We walked towards a makeshift Welcome desk manned by two senior girls to get our entry passes.
“Hello” spoke my father gravely, “We like to get our passes.”
“Hi” they chorused. “Please fill this form out. “
Father nodded his head, his hand busy scribbling down the information. Once done he handed the paper back. The girls looked at it, a surprise shadowing their face and they looked at me first and then Olive and then at father and back again to the form. My dad shifted his feat and I glared at the girls for delaying our entry. Olive was looking pointedly at something between her feet.
“Are both of them your daughter?” She asked incredulous.
“Yes” came my father’s curt reply.
The girl appeared puzzled. “She looks different” saying which she stared at Olive. I followed her eyes and looked at Olive, who was continuing to look down and for the first time I saw Olive the way the rest of the world had been seeing her.

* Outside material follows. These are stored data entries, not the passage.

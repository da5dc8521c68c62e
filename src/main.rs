use clap::{
    CommandFactory, Parser, Subcommand, ValueEnum,
    builder::{
        Styles,
        styling::{AnsiColor, Effects},
    },
};
use clap_complete::{Shell, generate};

use jamcli::{
    cli, config, error,
    jamendo::EntityKind,
    navigation::{Endpoint, NavigationTarget},
};

fn styles() -> Styles {
    Styles::styled()
        .header(AnsiColor::White.on_default() | Effects::BOLD)
        .usage(AnsiColor::White.on_default() | Effects::BOLD)
        .literal(AnsiColor::BrightBlue.on_default())
        .placeholder(AnsiColor::BrightGreen.on_default())
}

#[derive(Parser, Debug, Clone)]
#[clap(
  version = env!("CARGO_PKG_VERSION"),
  name=env!("CARGO_PKG_NAME"),
  bin_name=env!("CARGO_PKG_NAME"),
  about=env!("CARGO_PKG_DESCRIPTION"),
  styles=styles(),
)]
struct Cli {
    /// Print JSON instead of tables
    #[clap(long, global = true)]
    json: bool,

    #[clap(subcommand)]
    command: Option<Command>,
}

#[derive(Subcommand, Debug, Clone)]
pub enum Command {
    /// Open a plugin://jamcli/ URL printed by a listing
    Open { url: String },

    /// Browse tracks
    Tracks(SortedListOptions),

    /// Browse albums
    Albums(AlbumsOptions),

    /// Browse artists
    Artists(SortedListOptions),

    /// Browse playlists
    Playlists(PageOptions),

    /// Browse radios
    Radios(PageOptions),

    /// Search the catalog; asks for the terms when none are given
    Search(SearchOptions),

    /// Tracks of an album
    Album {
        album_id: String,
        #[clap(flatten)]
        page: PageOptions,
    },

    /// Tracks of a playlist
    Playlist { playlist_id: String },

    /// Tracks similar to a track
    Similar {
        track_id: String,
        #[clap(flatten)]
        page: PageOptions,
    },

    /// Sort methods of a sortable listing
    SortMethods {
        #[clap(value_enum)]
        entity: SortableKind,
    },

    /// Resolve a playable stream or file
    #[command(subcommand)]
    Play(PlaySubcommand),

    /// Download a track into the download directory
    Download { track_id: String },

    /// Recently played tracks
    History,

    /// Downloaded tracks
    Downloads,

    /// Get shell completions
    Completions(CompletionsOption),
}

#[derive(Parser, Debug, Clone)]
pub struct PageOptions {
    /// Page to show, starting at 1
    #[clap(long, default_value_t = 1)]
    pub page: u32,
}

#[derive(Parser, Debug, Clone)]
pub struct SortedListOptions {
    /// Sort method, see `jamcli sort-methods`
    #[clap(long)]
    pub sort_method: Option<String>,

    #[clap(flatten)]
    pub page: PageOptions,
}

#[derive(Parser, Debug, Clone)]
pub struct AlbumsOptions {
    /// Only albums of this artist
    #[clap(long, conflicts_with = "sort_method")]
    pub artist: Option<String>,

    #[clap(flatten)]
    pub list: SortedListOptions,
}

#[derive(Parser, Debug, Clone)]
pub struct SearchOptions {
    #[clap(value_enum)]
    pub kind: SearchKind,

    /// Search terms
    pub query: Option<String>,

    #[clap(flatten)]
    pub page: PageOptions,
}

#[derive(ValueEnum, Debug, Clone, Copy)]
pub enum SearchKind {
    Tracks,
    Albums,
    Artists,
    Playlists,
}

#[derive(ValueEnum, Debug, Clone, Copy)]
pub enum SortableKind {
    Tracks,
    Albums,
    Artists,
}

#[derive(Subcommand, Debug, Clone)]
pub enum PlaySubcommand {
    /// Stream URL of a track (recorded in the history)
    Track { track_id: String },
    /// Stream URL of a radio
    Radio { radio_id: String },
    /// Local file of a downloaded track
    Downloaded { track_id: String },
}

#[derive(Parser, Debug, Clone)]
pub struct CompletionsOption {
    shell: Shell,
}

fn paged(endpoint: Endpoint, page: &PageOptions) -> NavigationTarget {
    let target = NavigationTarget::new(endpoint);
    if page.page > 1 {
        target.with_param("page", page.page)
    } else {
        target
    }
}

fn sorted(endpoint: Endpoint, options: &SortedListOptions) -> NavigationTarget {
    let target = paged(endpoint, &options.page);
    match &options.sort_method {
        Some(sort_method) => target.with_param("sort_method", sort_method),
        None => target,
    }
}

fn main() {
    if let Err(e) = config::load_env() {
        error!("Cannot load environment. Err: {}", e);
    }

    let cli = Cli::parse();

    let target = match cli.command {
        None => NavigationTarget::new(Endpoint::Root),
        Some(Command::Open { url }) => return cli::open_url(&url, cli.json),
        Some(Command::Tracks(opt)) => sorted(Endpoint::ShowTracks, &opt),
        Some(Command::Albums(opt)) => match opt.artist {
            Some(artist_id) => paged(Endpoint::ShowAlbumsByArtist, &opt.list.page)
                .with_param("artist_id", artist_id),
            None => sorted(Endpoint::ShowAlbums, &opt.list),
        },
        Some(Command::Artists(opt)) => sorted(Endpoint::ShowArtists, &opt),
        Some(Command::Playlists(opt)) => paged(Endpoint::ShowPlaylists, &opt),
        Some(Command::Radios(opt)) => paged(Endpoint::ShowRadios, &opt),
        Some(Command::Search(opt)) => {
            let endpoint = match opt.kind {
                SearchKind::Tracks => Endpoint::SearchTracks,
                SearchKind::Albums => Endpoint::SearchAlbums,
                SearchKind::Artists => Endpoint::SearchArtists,
                SearchKind::Playlists => Endpoint::SearchPlaylists,
            };
            let target = paged(endpoint, &opt.page);
            match opt.query {
                Some(query) => target.with_param("query", query),
                None => target,
            }
        }
        Some(Command::Album { album_id, page }) => {
            paged(Endpoint::ShowTracksInAlbum, &page).with_param("album_id", album_id)
        }
        Some(Command::Playlist { playlist_id }) => {
            NavigationTarget::new(Endpoint::ShowTracksInPlaylist).with_param("playlist_id", playlist_id)
        }
        Some(Command::Similar { track_id, page }) => {
            paged(Endpoint::ShowSimilarTracks, &page).with_param("track_id", track_id)
        }
        Some(Command::SortMethods { entity }) => {
            let entity = match entity {
                SortableKind::Tracks => EntityKind::Track,
                SortableKind::Albums => EntityKind::Album,
                SortableKind::Artists => EntityKind::Artist,
            };
            NavigationTarget::new(Endpoint::ShowSortMethods).with_param("entity", entity.as_str())
        }
        Some(Command::Play(PlaySubcommand::Track { track_id })) => {
            NavigationTarget::new(Endpoint::PlayTrack).with_param("track_id", track_id)
        }
        Some(Command::Play(PlaySubcommand::Radio { radio_id })) => {
            NavigationTarget::new(Endpoint::PlayRadio).with_param("radio_id", radio_id)
        }
        Some(Command::Play(PlaySubcommand::Downloaded { track_id })) => {
            NavigationTarget::new(Endpoint::PlayDownloaded).with_param("track_id", track_id)
        }
        Some(Command::Download { track_id }) => {
            NavigationTarget::new(Endpoint::DownloadTrack).with_param("track_id", track_id)
        }
        Some(Command::History) => NavigationTarget::new(Endpoint::ShowHistory),
        Some(Command::Downloads) => NavigationTarget::new(Endpoint::ShowDownloads),
        Some(Command::Completions(opt)) => {
            let mut cmd = Cli::command_for_update();
            let name = cmd.get_name().to_string();
            generate(opt.shell, &mut cmd, name, &mut std::io::stdout());
            return;
        }
    };

    cli::open(target, cli.json);
}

Olive had a thin frame and an unruly mop of hair that try as much she could never restrain it within clips and crunchies. Locks of hair would be dangling from her forehead grazing her ears – like a tendril looking for an anchor. Unconsciously I ran my hands through my straight silky hair and my fingers slipped through it. It would never happen with Olive’s hair. We often joked that if a bee were to get caught in her head, it would probably never escape out alive. I had dark skin, like coal that has been brushed generously with oil. I looked at my father and his skin glistened as well in the hot summer sun. We appeared to be in stark contrast – like the spots on a Dalmatian. She had the most amazing green eyes that I had ever seen and I was jealous of her because of it. I hated my boring black eyes. Lying snuggled underneath a comforter on the cold winter nights after an early dinner (when the four of us could still squeeze into a single bed) I had often during my ramblings expressed my desire to have eyes like Olive. And for some reason it led to an uncomfortable silence after that and everyone would pretend to be fast asleep.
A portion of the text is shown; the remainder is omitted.